**Work to be completed**
Gather, from the data below, each line in which the word "match" occurs.

**Excerpted records**
----

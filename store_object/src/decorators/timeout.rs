use crate::errors::{RepositoryError, RepositoryResult};
use crate::traits::{Next, OperationContext, OperationDecorator};
use futures::future::BoxFuture;
use serde_json::Value;
use std::time::Duration;

/// Bounds the wall-clock time of the wrapped operation
#[derive(Debug, Clone, Copy)]
pub struct TimeoutDecorator {
    timeout: Duration,
}

impl TimeoutDecorator {
    pub fn new(timeout: Duration) -> Self {
        Self { timeout }
    }

    pub fn timeout(&self) -> Duration {
        self.timeout
    }
}

impl OperationDecorator for TimeoutDecorator {
    fn around<'a>(
        &'a self,
        ctx: &'a OperationContext,
        next: Next<'a>,
    ) -> BoxFuture<'a, RepositoryResult<Value>> {
        Box::pin(async move {
            match tokio::time::timeout(self.timeout, next()).await {
                Ok(result) => result,
                Err(_) => {
                    tracing::warn!(
                        model = %ctx.model,
                        operation = %ctx.operation,
                        "Operation timed out after {:?}",
                        self.timeout
                    );
                    Err(RepositoryError::Timeout {
                        operation: format!("{}.{}", ctx.model, ctx.operation),
                        timeout_ms: self.timeout.as_millis() as u64,
                    })
                }
            }
        })
    }
}
//! Single-use call handle
//!
//! `repo.cache(..)` and `repo.trx(..)` return a [`RepositoryCall`] carrying the
//! override or binding for exactly one operation. Every operation consumes the
//! handle, so the next call on the repository starts from the defaults again.

use super::core::{Payload, Repository};
use super::transaction::RepositoryTransaction;
use crate::errors::{RepositoryError, RepositoryResult};
use crate::operation::{ModelOperation, Operation};
use cache_system::{CacheOptions, CachingOperations};
use serde::{Deserialize, Serialize};
use serde_json::Value;
use std::sync::Arc;

/// Result of batch writes
#[derive(Debug, Clone, Copy, PartialEq, Eq, Serialize, Deserialize)]
pub struct BatchPayload {
    pub count: u64,
}

#[must_use = "a call handle does nothing until an operation is run on it"]
pub struct RepositoryCall<'r> {
    repository: &'r Repository,
    options: Option<CacheOptions>,
    transaction: Option<Arc<RepositoryTransaction>>,
}

impl<'r> RepositoryCall<'r> {
    pub(crate) fn new(repository: &'r Repository) -> Self {
        Self {
            repository,
            options: None,
            transaction: None,
        }
    }

    pub fn cache(mut self, options: CacheOptions) -> Self {
        self.options = Some(options);
        self
    }

    pub fn trx(mut self, transaction: &Arc<RepositoryTransaction>) -> Self {
        self.transaction = Some(transaction.clone());
        self
    }

    async fn run(self, operation: ModelOperation, args: Value) -> RepositoryResult<Value> {
        let ctx = self.repository.context(
            Operation::Model(operation),
            args.clone(),
            self.options,
            self.transaction,
        );
        self.repository
            .dispatch(ctx, Payload::Model(operation, args))
            .await
    }

    pub async fn create(self, args: Value) -> RepositoryResult<Value> {
        self.run(ModelOperation::Create, args).await
    }

    pub async fn create_many(self, args: Value) -> RepositoryResult<BatchPayload> {
        batch(self.run(ModelOperation::CreateMany, args).await?)
    }

    pub async fn find_many(self, args: Value) -> RepositoryResult<Vec<Value>> {
        match self.run(ModelOperation::FindMany, args).await? {
            Value::Null => Ok(Vec::new()),
            value => Ok(serde_json::from_value(value)?),
        }
    }

    pub async fn find_first(self, args: Value) -> RepositoryResult<Option<Value>> {
        Ok(optional(self.run(ModelOperation::FindFirst, args).await?))
    }

    pub async fn find_unique(self, args: Value) -> RepositoryResult<Option<Value>> {
        Ok(optional(self.run(ModelOperation::FindUnique, args).await?))
    }

    pub async fn update(self, args: Value) -> RepositoryResult<Value> {
        self.run(ModelOperation::Update, args).await
    }

    pub async fn update_many(self, args: Value) -> RepositoryResult<BatchPayload> {
        batch(self.run(ModelOperation::UpdateMany, args).await?)
    }

    pub async fn delete(self, args: Value) -> RepositoryResult<Value> {
        self.run(ModelOperation::Delete, args).await
    }

    pub async fn delete_many(self, args: Value) -> RepositoryResult<BatchPayload> {
        batch(self.run(ModelOperation::DeleteMany, args).await?)
    }

    pub async fn upsert(self, args: Value) -> RepositoryResult<Value> {
        self.run(ModelOperation::Upsert, args).await
    }

    pub async fn count(self, args: Value) -> RepositoryResult<u64> {
        let value = self.run(ModelOperation::Count, args).await?;
        Ok(serde_json::from_value(value)?)
    }

    /// Raw read, cached under `$queryRaw` with whitespace-normalized text
    pub async fn query_raw(self, query: &str, params: &[Value]) -> RepositoryResult<Value> {
        let ctx = self.repository.context(
            Operation::QueryRaw,
            CachingOperations::raw_args(query, params),
            self.options,
            self.transaction,
        );
        let payload = Payload::QueryRaw {
            query: query.to_string(),
            params: params.to_vec(),
        };
        self.repository.dispatch(ctx, payload).await
    }

    /// Raw statement; invalidates like any other write
    pub async fn execute_raw(self, query: &str, params: &[Value]) -> RepositoryResult<u64> {
        let ctx = self.repository.context(
            Operation::ExecuteRaw,
            CachingOperations::raw_args(query, params),
            self.options,
            self.transaction,
        );
        let payload = Payload::ExecuteRaw {
            query: query.to_string(),
            params: params.to_vec(),
        };
        let affected = self.repository.dispatch(ctx, payload).await?;
        Ok(serde_json::from_value(affected)?)
    }
}

fn optional(value: Value) -> Option<Value> {
    match value {
        Value::Null => None,
        value => Some(value),
    }
}

fn batch(value: Value) -> RepositoryResult<BatchPayload> {
    serde_json::from_value(value).map_err(RepositoryError::from)
}

impl Repository {
    pub async fn create(&self, args: Value) -> RepositoryResult<Value> {
        self.call().create(args).await
    }

    pub async fn create_many(&self, args: Value) -> RepositoryResult<BatchPayload> {
        self.call().create_many(args).await
    }

    pub async fn find_many(&self, args: Value) -> RepositoryResult<Vec<Value>> {
        self.call().find_many(args).await
    }

    pub async fn find_first(&self, args: Value) -> RepositoryResult<Option<Value>> {
        self.call().find_first(args).await
    }

    pub async fn find_unique(&self, args: Value) -> RepositoryResult<Option<Value>> {
        self.call().find_unique(args).await
    }

    pub async fn update(&self, args: Value) -> RepositoryResult<Value> {
        self.call().update(args).await
    }

    pub async fn update_many(&self, args: Value) -> RepositoryResult<BatchPayload> {
        self.call().update_many(args).await
    }

    pub async fn delete(&self, args: Value) -> RepositoryResult<Value> {
        self.call().delete(args).await
    }

    pub async fn delete_many(&self, args: Value) -> RepositoryResult<BatchPayload> {
        self.call().delete_many(args).await
    }

    pub async fn upsert(&self, args: Value) -> RepositoryResult<Value> {
        self.call().upsert(args).await
    }

    pub async fn count(&self, args: Value) -> RepositoryResult<u64> {
        self.call().count(args).await
    }

    pub async fn query_raw(&self, query: &str, params: &[Value]) -> RepositoryResult<Value> {
        self.call().query_raw(query, params).await
    }

    pub async fn execute_raw(&self, query: &str, params: &[Value]) -> RepositoryResult<u64> {
        self.call().execute_raw(query, params).await
    }
}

----

**Your response**
            match tokio::time::timeout(self.timeout, next()).await {
        match self.run(ModelOperation::FindMany, args).await? {
    match value {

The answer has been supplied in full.